Estimation of microbial composition using 16S rRNA genes

We obtained bacterial 16S rRNA gene sequences from NCBI BioProject 33175 (Bacteria) and 33317 (Archaea), removed those ≤1400bp in length, and clustered the remaining sequences using CD-HIT v 4.8.1 (≥97% identity)⁴¹. The resulting curated 16S rRNA gene database contains 11,782 distinct sequences. In the long read-based assembly data, 16S rRNA genes longer than 1400bp on contigs having an average read depth ≥5 were aligned to our curated 16S rRNA gene database to obtain the maximum number of target hits. Alignments with <95% length coverage were removed. We used 16S rRNA genes with ≥97% identity as the top hits for approximating bacterial community composition at the species level. We counted the depth of the contigs carrying 16S rRNA genes to estimate their abundance.

Full-length 16S rRNA genes were amplified using the primers 27F (5′- AGR GTT YGA TYM TGG CTC AG -3′) and 1492R (5′- RGY TAC CTT GTT ACG ACT T -3′), and sequenced on a SMRT cell 1M v3. Circular consensus sequences (>3 paths) were constructed and demultiplexed using SMRTLink v 8.0.0 with default parameters. Primers and chimeric reads were removed from demultiplexed CCS reads using dada2 v 1.16⁴², and reads ≥1400bp were extracted. Full-length 16S rRNA amplicons were aligned with our curated database to assign taxa and to estimate bacterial community composition at the species level (≥97% identity). 16S rRNA gene sequences in the metagenomic data were aligned with MAFFT v 7.475⁴³ using default parameters. A phylogenetic tree was constructed using RAxML v 8.2.12⁴⁴ and visualized using FigTree v 1.4.4 (http://tree.bio.ed.ac.uk/software/figtree/).
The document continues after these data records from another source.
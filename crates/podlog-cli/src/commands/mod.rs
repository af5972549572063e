pub mod completions;
pub mod errors;
pub mod pods;
pub mod requests;
pub mod scan;

use std::path::PathBuf;

use chrono::{DateTime, NaiveDateTime, Utc};
use podlog_client::ClusterClient;
use podlog_config::{ConfigError, PodlogConfig};
use podlog_core::PodlogError;
use podlog_engine::Analyzer;
use tokio_util::sync::CancellationToken;
use tracing::warn;

#[derive(Debug, thiserror::Error)]
pub enum CliError {
    #[error("config: {0}")]
    Config(#[from] ConfigError),

    #[error(transparent)]
    Podlog(#[from] PodlogError),

    #[error("cannot read {path}: {source}")]
    ReadLog {
        path: PathBuf,
        source: std::io::Error,
    },

    #[error("Unknown shell: {0}. Supported: bash, zsh, fish, elvish, powershell")]
    UnknownShell(String),

    #[error(transparent)]
    Json(#[from] serde_json::Error),
}

/// Global options shared by every subcommand.
pub struct Settings {
    pub config: Option<PathBuf>,
    pub namespace: Option<String>,
}

impl Settings {
    /// `--config`, then ~/.podlog/podlog.toml, then built-in defaults;
    /// `--namespace` overrides the file.
    pub fn load(&self) -> Result<PodlogConfig, CliError> {
        let mut config = podlog_config::load_or_default(self.config.as_deref())?;
        if let Some(ns) = &self.namespace {
            config.namespace = ns.clone();
            podlog_config::validate(&config)?;
        }
        Ok(config)
    }
}

/// Analyzer over the cluster CLI configured in `config`.
pub fn cluster_analyzer(config: PodlogConfig) -> Analyzer<ClusterClient> {
    let client = ClusterClient::from_config(&config);
    Analyzer::new(config, client)
}

/// Token cancelled on the first Ctrl-C.
pub fn cancel_on_ctrl_c() -> CancellationToken {
    let token = CancellationToken::new();
    let trigger = token.clone();
    tokio::spawn(async move {
        if tokio::signal::ctrl_c().await.is_ok() {
            warn!("interrupted, cancelling analysis");
            trigger.cancel();
        }
    });
    token
}

/// `--since` values: RFC 3339, `YYYY-MM-DD HH:MM:SS` (UTC), or a duration
/// ago such as `90m` or `2h 30m`.
pub fn parse_since(s: &str) -> Result<DateTime<Utc>, String> {
    if let Ok(ts) = DateTime::parse_from_rfc3339(s) {
        return Ok(ts.with_timezone(&Utc));
    }
    if let Ok(naive) = NaiveDateTime::parse_from_str(s, "%Y-%m-%d %H:%M:%S") {
        return Ok(naive.and_utc());
    }
    let ago = humantime::parse_duration(s)
        .map_err(|e| format!("expected a timestamp or a duration like '2h': {e}"))?;
    let ago = chrono::Duration::from_std(ago).map_err(|e| e.to_string())?;
    Ok(Utc::now() - ago)
}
Classification of circular contigs

Circular chromosomes or megaplasmids contigs were classified according to the criteria of diCenzo and Finan⁴⁵. Comparisons of circular contigs, the sequences to reference genomes obtained from NCBI database, Plsdb v 2020_06_29⁴⁶ and pVOGs⁴⁷ were plotted with mummerplot. Contig completeness and contamination of chromosome were calculated using checkM v 1.2.2⁴⁸. Interproscan was used to classify those contigs as chromosome, plasmid or bacteriophage for searching genes encoding replication proteins, DnaA, RepA, and virus-related genes. Kofamscan was used to annotate VirB/VirD4 systems on plasmids. Plasflow⁴⁹, similarity search using NCBI database and Mob-typer v 3.0.0 via MOB-suite⁵⁰ were also used for plasmid prediction and host identification. Virsorter2 v 2.2.2 (a score cut off >0.8)⁵¹ predicted bacteriophage origins of contigs, while CheckV v 0.7.0⁵² assessed the quality of viral sequence contigs. Taxonomy assignment at the genus level was reliable only when a contig’s genes aligned with a different species within a genus, exceeding one-fourth of the contig’s genes and originating from a single phylum. In other cases, taxonomy remained unassigned. However, Mob-typer sometimes provided taxonomy assignments where the nt database did not. For these contigs, taxonomy was tentatively assigned based on Mob-typer results. Gene maps were created with ‘ggplot2’ in R.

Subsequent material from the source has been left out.